The podcast looks at the impact of pesticides, insecticides and herbicides on the food chain and our health, showing how extensive use of fertilisers in agriculture runs off into rivers and causes a major environmental impact.
You can read more about the effects of pesticides here.
Cancer link to non-organic foods
Tim Spector, one of the world's top 100 most cited scientists, scientific co-founder of ZOE, and the author of Food for Life: The New Science of Eating Well, talked about research that suggested an increased risk of non-Hodgkin’s lymphoma (cancer of the blood) among people who consume non-organic foods. And in those exposed to garden herbicide Roundup, which contains glyphosate.
In a further study of 68,946 French adults, there was an increased risk of most cancers by 25 per cent in people that weren’t eating organic food, and a reduction in cancers by 25 per cent in people eating organic food.

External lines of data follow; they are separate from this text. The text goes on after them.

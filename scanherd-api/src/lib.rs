//! Wire types of the scanherd HTTP surface.

use std::collections::BTreeMap;
use std::fmt;

/// An image, as submitted by a workload source or handed to a scan client.
#[derive(Clone, Debug, Eq, PartialEq, Hash, serde::Serialize, serde::Deserialize)]
#[serde(rename_all = "camelCase")]
pub struct Image {
    pub repository: String,
    #[serde(default, skip_serializing_if = "Option::is_none")]
    pub tag: Option<String>,
    /// The content digest, without any `sha256:` prefix.
    pub sha: String,
    #[serde(default, skip_serializing_if = "Option::is_none")]
    pub priority: Option<i32>,
}

#[derive(Clone, Debug, Eq, PartialEq, serde::Serialize, serde::Deserialize)]
#[serde(rename_all = "camelCase")]
pub struct Container {
    pub image: Image,
    pub name: String,
}

#[derive(Clone, Debug, Eq, PartialEq, serde::Serialize, serde::Deserialize)]
#[serde(rename_all = "camelCase")]
pub struct Workload {
    pub namespace: String,
    pub name: String,
    pub uid: String,
    pub containers: Vec<Container>,
}

#[derive(Clone, Debug, Default, Eq, PartialEq, serde::Serialize, serde::Deserialize)]
#[serde(rename_all = "camelCase")]
pub struct NextImage {
    pub image: Option<Image>,
}

#[derive(Clone, Copy, Debug, Eq, PartialEq, serde::Serialize, serde::Deserialize)]
#[serde(rename_all = "camelCase")]
pub struct ImagePriority {
    pub priority: i32,
}

/// Reported by a scan client once it finished (or gave up on) an image.
#[derive(Clone, Debug, Eq, PartialEq, serde::Serialize, serde::Deserialize)]
#[serde(rename_all = "camelCase")]
pub struct FinishedScan {
    pub image: Image,
    #[serde(default)]
    pub error: Option<String>,
}

/// Policy compliance of a scanned image, ordered from best to worst.
#[derive(
    Clone, Copy, Debug, Eq, PartialEq, Hash, Ord, PartialOrd, serde::Serialize, serde::Deserialize,
)]
#[serde(rename_all = "SCREAMING_SNAKE_CASE")]
pub enum PolicyStatus {
    NotInViolation,
    InViolationOverridden,
    InViolation,
}

impl fmt::Display for PolicyStatus {
    fn fmt(&self, f: &mut fmt::Formatter<'_>) -> fmt::Result {
        match self {
            Self::NotInViolation => f.write_str("NOT_IN_VIOLATION"),
            Self::InViolationOverridden => f.write_str("IN_VIOLATION_OVERRIDDEN"),
            Self::InViolation => f.write_str("IN_VIOLATION"),
        }
    }
}

#[derive(Clone, Debug, Eq, PartialEq, serde::Serialize, serde::Deserialize)]
#[serde(rename_all = "camelCase")]
pub struct ScannedWorkload {
    pub namespace: String,
    pub name: String,
    pub policy_violations: u32,
    pub vulnerabilities: u32,
    pub overall_status: PolicyStatus,
}

#[derive(Clone, Debug, Eq, PartialEq, serde::Serialize, serde::Deserialize)]
#[serde(rename_all = "camelCase")]
pub struct ScannedImage {
    pub repository: String,
    #[serde(default, skip_serializing_if = "Option::is_none")]
    pub tag: Option<String>,
    pub sha: String,
    pub policy_violations: u32,
    pub vulnerabilities: u32,
    pub overall_status: PolicyStatus,
}

/// Aggregated results. Only workloads whose images all finished scanning are listed.
#[derive(Clone, Debug, Default, Eq, PartialEq, serde::Serialize, serde::Deserialize)]
#[serde(rename_all = "camelCase")]
pub struct ScanResults {
    pub workloads: Vec<ScannedWorkload>,
    pub images: Vec<ScannedImage>,
}

#[derive(Clone, Debug, Eq, PartialEq, serde::Serialize, serde::Deserialize)]
#[serde(rename_all = "camelCase")]
pub struct BreakerStatus {
    pub state: String,
    pub consecutive_failures: u32,
    /// Seconds until the next trial call is let through, if the breaker is open.
    pub next_check_in_secs: Option<u64>,
}

/// Point-in-time counters of the orchestration state.
///
/// Histogram keys of `-1` count workloads/images without known results.
#[derive(Clone, Debug, Default, Eq, PartialEq, serde::Serialize, serde::Deserialize)]
#[serde(rename_all = "camelCase")]
pub struct Metrics {
    pub scan_status_counts: BTreeMap<String, usize>,
    pub number_of_workloads: usize,
    pub number_of_images: usize,
    pub in_progress_scans: usize,
    pub concurrent_scan_limit: usize,
    pub scan_queue_length: usize,
    pub backend_check_queue_length: usize,
    pub container_counts: BTreeMap<usize, usize>,
    pub image_reference_counts: BTreeMap<usize, usize>,
    pub workload_status: BTreeMap<String, usize>,
    pub image_status: BTreeMap<String, usize>,
    pub workload_policy_violations: BTreeMap<i64, usize>,
    pub image_policy_violations: BTreeMap<i64, usize>,
    pub workload_vulnerabilities: BTreeMap<i64, usize>,
    pub image_vulnerabilities: BTreeMap<i64, usize>,
    #[serde(default, skip_serializing_if = "Option::is_none")]
    pub breaker: Option<BreakerStatus>,
}

/// Runtime configuration change. Absent fields are left untouched.
#[derive(Clone, Debug, Default, Eq, PartialEq, serde::Serialize, serde::Deserialize)]
#[serde(rename_all = "camelCase")]
pub struct ConfigUpdate {
    pub concurrent_scan_limit: Option<usize>,
    pub stalled_scan_client_timeout_secs: Option<u64>,
    pub stalled_backend_scan_timeout_secs: Option<u64>,
    pub backend_check_pause_millis: Option<u64>,
    pub backend_throttle_millis: Option<u64>,
    pub scan_dispatch_pause_secs: Option<u64>,
    pub completion_poll_pause_secs: Option<u64>,
    pub stall_check_pause_secs: Option<u64>,
    pub orphan_prune_pause_secs: Option<u64>,
    pub orphan_cleanup_grace_secs: Option<u64>,
    pub refresh_pause_secs: Option<u64>,
    pub refresh_threshold_secs: Option<u64>,
    pub inventory_pause_secs: Option<u64>,
    pub metrics_pause_secs: Option<u64>,
    /// Upper bound of the circuit breaker backoff.
    pub max_backoff_secs: Option<u64>,
}

#[derive(Clone, Debug, Eq, PartialEq, serde::Serialize, serde::Deserialize)]
#[serde(rename_all = "camelCase")]
pub struct RepoTag {
    pub repository: String,
    #[serde(default, skip_serializing_if = "Option::is_none")]
    pub tag: Option<String>,
}

#[derive(Clone, Debug, Eq, PartialEq, serde::Serialize, serde::Deserialize)]
#[serde(rename_all = "camelCase")]
pub struct ModelImage {
    pub sha: String,
    pub repo_tags: Vec<RepoTag>,
    pub scan_status: String,
    pub priority: i32,
    pub secs_in_current_status: u64,
    #[serde(default, skip_serializing_if = "Option::is_none")]
    pub policy_violations: Option<u32>,
    #[serde(default, skip_serializing_if = "Option::is_none")]
    pub vulnerabilities: Option<u32>,
    #[serde(default, skip_serializing_if = "Option::is_none")]
    pub overall_status: Option<PolicyStatus>,
}

#[derive(Clone, Debug, Eq, PartialEq, serde::Serialize, serde::Deserialize)]
#[serde(rename_all = "camelCase")]
pub struct QueueEntry {
    pub sha: String,
    pub priority: i32,
}

#[derive(Clone, Debug, Eq, PartialEq, serde::Serialize, serde::Deserialize)]
#[serde(rename_all = "camelCase")]
pub struct Transition {
    pub sha: String,
    pub from: String,
    pub to: String,
    pub legal: bool,
    pub secs_ago: u64,
}

/// Debug view of the whole orchestration state.
#[derive(Clone, Debug, Default, Eq, PartialEq, serde::Serialize, serde::Deserialize)]
#[serde(rename_all = "camelCase")]
pub struct Model {
    pub workloads: BTreeMap<String, Workload>,
    pub images: BTreeMap<String, ModelImage>,
    pub scan_queue: Vec<QueueEntry>,
    pub backend_check_queue: Vec<String>,
    pub transitions: Vec<Transition>,
    pub concurrent_scan_limit: usize,
}

#[cfg(test)]
mod tests {
    use super::*;

    #[test]
    fn policy_status_orders_worst_last() {
        assert!(PolicyStatus::NotInViolation < PolicyStatus::InViolationOverridden);
        assert!(PolicyStatus::InViolationOverridden < PolicyStatus::InViolation);
    }

    #[test]
    fn policy_status_display_matches_wire_format() {
        for status in [
            PolicyStatus::NotInViolation,
            PolicyStatus::InViolationOverridden,
            PolicyStatus::InViolation,
        ] {
            let json = serde_json::to_string(&status).unwrap();
            assert_eq!(json, format!("\"{status}\""));
        }
    }

    #[test]
    fn image_priority_is_optional() {
        let image: Image =
            serde_json::from_str(r#"{"repository":"docker.io/nginx","sha":"abc"}"#).unwrap();
        assert_eq!(image.priority, None);
        assert_eq!(image.tag, None);
    }
}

And a study of 60 pairs of twins found that more than 90 per cent had organophosphate pesticide residue in blood and urine. Link to study. Around 50 per cent had detectable levels of the glyphosate herbicides, and changes to gut microbes were also observed.
These studies follow on from other research that suggests an organic diet is healthier.
Foods that maybe higher in pesticide residues
Professor Spector drew out a number of foods that contain higher levels of pesticides. These included:
- Oats. These are often sprayed just before harvesting, and appear to absorb large amounts of toxic chemicals. Studies have shown they absorb much more glyphosate, and levels are five to 10 times higher than other grains.
- Rice is also often high in pesticides.
- Fruits and vegetables that contain lots of water - such as cucumbers, pears and strawberries – tend to absorb more pesticides. They could be great ones to learn to grow at home in your garden. Cucumbers and strawberries can be grown easily in pots or grow bags.
Washing fruit and veg only marginally helped to reduce these toxic chemicals - but it doesn’t get close to organic levels - and adding baking soda to the water can be more effective.
There were also differences in the impacts and prevalence of chemicals across the UK, with some areas, such as Norfolk, spraying in larger quantities than other areas.
Organic diet benefits
A large meta-analysis showed, on average, that organic food has more minerals and 30 to 40 per cent more polyphenols (micronutrients). One theory is that when insecticides, fertilisers and chemicals are used, the plant does not need defence chemicals, so it does not produce them.
Furthermore, people who eat lots of fruits and vegetables - compared to people who don’t or are on ultra-processed food diets of minimal fibre - are likely to live 10 years longer and have half the risk of heart disease, diabetes and dementia.